Sein ganzer Körper bebte. Nie hätte ich erwartet, dass er so die Nerven verlieren konnte, dafür war immer viel zu beherrscht.
"Du... du verzeihst mir also?", seine Stimme war kaum mehr als ein Flüstern.
Ein kleines Lächeln, stahl sich auf meine Lippen. Schon als er angefangen hatte, als er so schuldbewusst ausgesehen hatte, hatte ich ihm verziehen.
Er wollte mir alles offen halten, mich nicht zwingen bei ihm zu bleiben.
"Ja", säuselte ich ihm ins Ohr und drehte ihn zu mir um.
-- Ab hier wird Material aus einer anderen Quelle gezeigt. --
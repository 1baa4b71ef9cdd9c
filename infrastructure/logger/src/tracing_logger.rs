use business::domain::logger::Logger;
use tracing::{debug, error, info, warn};

pub struct TracingLogger;

impl Logger for TracingLogger {
    fn info(&self, message: &str) {
        info!(target: "Aggregation -- ", "{}", message);
    }
    fn warn(&self, message: &str) {
        warn!(target: "Aggregation -- ", "{}", message);
    }
    fn error(&self, message: &str) {
        error!(target: "Aggregation -- ", "{}", message);
    }
    fn debug(&self, message: &str) {
        debug!(target: "Aggregation -- ", "{}", message);
    }
}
Er leistet keinen Widerstand.
Er sah mir tief in die Augen und ein Lächeln stahl sich auf seine Lippen. Leicht legte er die Arme um meine Hüfte und ich meine um seinen Hals, dabei kamen sich unsere Gesichter immer näher und näher.

"Hier steckst... oh...", die Tür war aufgeflogen und ein blonder junger Mann stand in ihr, der immer abwechselnd zwischen mir und Itachi hin und her starrte.
Ich kicherte leicht und Itachi verdrehte die Augen, ließ mich aber nicht los. Ich spürte gerne seinen warmen Körper.
"Was willst du, Deidara?", fragte er genervt.
"Pain will dich sehen", sagte er schnell und verschwand wieder.
Er seufzte tief und wandet sich wieder mir zu.
Ich lächelte ihn an.
"Komm lass uns gehen, ich denke du solltest ihn nicht warten lassen", sagte ich und löste mich aus seiner Umarmung. Er machte keine Anstallten sich zu bewegen.
Wartend schaute ich ihn an.
Er grinste kurz und küsste mich schnell.
Ein wenig perplex schaute ich ihm hinter her. Er war einfach weiter gegangen, als wäre nichts gewesen.
"So jetzt können wir gehen. Kommst du?", sagte er und lachte.
"Baka", murmelte ich, holte auf und nahm seine Hand.